1. 「見えないから伝わらない」と感じたこと、ありませんか?
ボイスチャットでのTRPGは便利だ。
距離を超えて、好きなメンバーと気軽に卓を囲める。
でも、その一方で、顔が見えないからこその“やりにくさ”もある。
・冗談のつもりだったのに、シリアスに受け取られてしまった
・本当は驚いたのに、無反応に聞こえてしまった
・ロールプレイ中、反応が返ってこなくて不安になった
・黙っていただけなのに、「大丈夫?」と気を遣わせてしまった
こうしたことは、決して珍しくない。
人の“気配”がないまま声だけが飛び交う環境では、
「伝わっているつもり」が「伝わっていない」ことが、本当によくある。
でも、それは仕方のないことでもあるし、
ほんの少し意識を変えるだけで、驚くほど伝わり方が変わる。
2. 声だけだからこそ、“音の演出”が効いてくる
ボイスチャットでは、「声」がすべての情報源だ。
だから、言葉の内容よりも“声の表情”が伝達力を左右する。
たとえば、感情の変化を伝えたいなら、
大げさにする必要はないけれど、声の速度や音量、間の取り方を工夫すると伝わりやすくなる。
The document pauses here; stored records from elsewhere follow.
//! Primitive operations the logic needs from the chip.
//!
//! Everything here is implemented by the firmware over the LPC8N04 registers
//! and vendor routines, and by in-memory mocks for the host tests.

use embedded_storage::Storage;

/// Word access into the NFC shared buffer
pub trait SharedMemory {
    /// Size of the region in 32-bit words
    fn len_words(&self) -> usize;
    fn read_word(&self, index: usize) -> u32;
    fn write_word(&mut self, index: usize, value: u32);
}

/// What a match output pin does when the counter hits the match register
#[derive(Debug, Clone, Copy, PartialEq, Eq)]
#[cfg_attr(feature = "defmt", derive(defmt::Format))]
#[repr(u8)]
pub enum ExternalMatch {
    DoNothing = 0,
    Clear = 1,
    Set = 2,
    Toggle = 3,
}

#[derive(Debug, Clone, Copy, PartialEq, Eq)]
#[cfg_attr(feature = "defmt", derive(defmt::Format))]
pub enum OutputMode {
    /// Output driven by the external match control
    ExternalMatch,
    Pwm,
}

/// One counter/timer block with its match channels
pub trait MatchTimer {
    /// Current counter value, in timer ticks
    fn count(&self) -> u32;
    fn set_match(&mut self, channel: u8, value: u32);
    fn enable_match_interrupt(&mut self, channel: u8);
    fn disable_match_interrupt(&mut self, channel: u8);
    fn match_pending(&self, channel: u8) -> bool;
    fn clear_match(&mut self, channel: u8);
    fn set_reset_on_match(&mut self, channel: u8, enabled: bool);
    fn set_stop_on_match(&mut self, channel: u8, enabled: bool);
    /// Starts counting
    fn enable(&mut self);
    /// Stops counting, keeps the count
    fn disable(&mut self);
    /// Clears the counter and the prescale counter
    fn reset(&mut self);
    fn set_prescale(&mut self, prescale: u32);
    fn set_external_match(&mut self, channel: u8, initial_high: bool, action: ExternalMatch);
    fn set_output_mode(&mut self, channel: u8, mode: OutputMode);
}

/// The 12-pin GPIO port the matrix and the switch live on
pub trait LedPort {
    /// Writes `value` to the pins selected by `mask`, leaving the others alone
    fn write(&mut self, mask: u16, value: u16);
    fn read(&self, mask: u16) -> u16;
    /// Pins set in `mask` become outputs when `output` is true, inputs otherwise
    fn set_direction(&mut self, mask: u16, output: bool);
}

/// Pin function selection
pub trait PinMux {
    /// All matrix pins as plain GPIO without pulls
    fn matrix_mode(&mut self);
    /// Routes the tone timer match output to the buzzer pin, or back to GPIO
    fn tone_output(&mut self, enabled: bool);
}

/// Byte addressed, page programmed persistent storage
pub trait Eeprom: Storage {
    /// Programs everything written so far, returns once it is committed
    fn flush(&mut self) -> Result<(), Self::Error>;
}

/// Kind of an NDEF record, with its language code or MIME type
#[derive(Debug, Clone, Copy, PartialEq, Eq)]
#[cfg_attr(feature = "defmt", derive(defmt::Format))]
pub enum RecordType<'a> {
    Text { language: &'a str },
    Mime { mime_type: &'a str },
    Other,
}

/// One record of a received message
#[derive(Debug, Clone, Copy, PartialEq, Eq)]
#[cfg_attr(feature = "defmt", derive(defmt::Format))]
pub struct Record<'a> {
    pub kind: RecordType<'a>,
    pub payload: &'a [u8],
}

/// Message level access to the NDEF collaborator owning the shared buffer
pub trait NdefTag {
    type Error;
    /// Starts an empty outgoing message
    fn begin_message(&mut self) -> Result<(), Self::Error>;
    /// Opens a short record of the given type in the outgoing message
    fn create_record(&mut self, kind: RecordType<'_>) -> Result<(), Self::Error>;
    fn write_payload(&mut self, payload: &[u8]) -> Result<(), Self::Error>;
    fn commit_record(&mut self) -> Result<(), Self::Error>;
    /// Makes the outgoing message visible to the reader
    fn commit_message(&mut self) -> Result<(), Self::Error>;
    /// Loads the message last written by the reader, false if there is none
    fn read_message(&mut self) -> bool;
    /// Next record of the loaded message
    fn next_record(&mut self) -> Option<Record<'_>>;
    /// Ends the NFC session
    fn shutdown(&mut self);
}

/// Free running measurement tick, independent from the display timer
pub trait Ticker {
    fn start(&mut self, ticks: u16);
    /// True once the started window elapsed
    fn expired(&mut self) -> bool;
}

pub trait Thermometer {
    /// Starts a conversion, the result arrives through the temperature callback
    fn measure(&mut self);
    fn busy(&mut self) -> bool;
}

/// Why the chip came out of deep power down
#[derive(Debug, Clone, Copy, PartialEq, Eq)]
#[cfg_attr(feature = "defmt", derive(defmt::Format))]
pub enum WakeReason {
    None,
    NfcField,
    Rtc,
    Reset,
}

pub trait Power {
    fn wake_reason(&mut self) -> WakeReason;
    /// Enables brown-out detection long enough to read its status
    fn sample_brownout(&mut self) -> bool;
    /// Only returns when the power domain is kept alive externally
    fn enter_deep_power_down(&mut self, brownout: bool);
    /// Only returns when the power domain is kept alive externally
    fn power_off(&mut self);
}

/// Names every collaborator of one platform
pub trait Board {
    type DisplayTimer: MatchTimer;
    type ToneTimer: MatchTimer;
    type Port: LedPort;
    type Pins: PinMux;
    type Memory: SharedMemory;
    type Tag: NdefTag;
    type Storage: Eeprom;
    type Ticker: Ticker;
    type Thermometer: Thermometer;
    type Power: Power;
}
驚いている → 一瞬黙ってから「……え?」と低く呟く
嬉しい → 少し声を上ずらせる、テンポを軽くする
怒り → わざとゆっくり、低めに喋る
不安 → 声量を少し落として、語尾を弱くする
“どういう感情か”を音で示す意識を持つと、伝わり方が一段階変わる。
そして、もうひとつ重要なのが「間(ま)」の使い方。
無言の一拍が、場の空気を動かす。
言葉で語らずとも、“ためらい”や“緊張”を伝える演出ツールになるのだ。
3. 表情の代わりに、反応を“言葉で返す”
対面セッションでは、ちょっとした頷きや視線、顔の動きでリアクションが伝わる。
でもボイスチャットでは、“聞いている”という意思表示すら、音にしないと伝わらない。
だからこそ、小さな相槌が大切になる。
「うん」
「へえ、それは……」
「え、それって……」
「わかる」
「……そっか」
こうした短い合いの手を返すだけで、相手は「ちゃんと聞いてもらえてる」と安心する。
また、無言が続いてしまう場面では、
「ちょっと考えさせて」と一言添えるだけでも、
“無反応”と“考え中”の違いが明確になり、場の停滞感が和らぐ。
4. 気持ちを届けたいときほど、“丁寧な言葉と声”を
ボイスチャットでは、雑な言葉遣いや早口は“冷たく”聞こえることがある。
とくに、キャラの感情が強くなるシーンでは、
「語気が強くなる=怒っている」と誤解されてしまうことがある。
だからこそ、気持ちを伝えたい場面では、ゆっくり、言葉を選んで話す。
「……ありがとう。ちょっと、嬉しい」
「……怖い。でも、行くしかないと思う」
「……ごめん。ほんとに、今のは……ごめん」
こうしたセリフの中に“間”と“静けさ”を混ぜるだけで、
感情の揺れがしっかり伝わる。
そして、何より大事なのは、“話し終わったあとに少しだけ黙る”こと。
言い終えたあと、すぐに次の言葉を重ねずに、一拍だけ置く。
それが、「今の言葉には気持ちがこもっていた」と相手に届ける、最小で最大の工夫だ。
TRPGにおいて、気持ちが伝わるかどうかは、セリフの巧さじゃない。
“伝えようとする意思”が、丁寧に表現されているかどうか。
● 最後に
ボイスチャットは、確かに不便だ。
表情も、手振りも、目線もない。
けれどそのぶん、“声だけで相手に気持ちを届けられたとき”の感動は、ものすごく強い。
だから、焦らなくていい。
かっこよくなくていい。
無理に芝居じみた演技をしなくても、
あなたの「今、これを伝えたい」という気持ちがあるだけで、
ボイスチャットは“ちゃんと伝わる場所”になる。
音だけのやりとりの中で、あなたの声は“空気”になる。
それが届いたとき、物語は、静かに、深く、動き出す。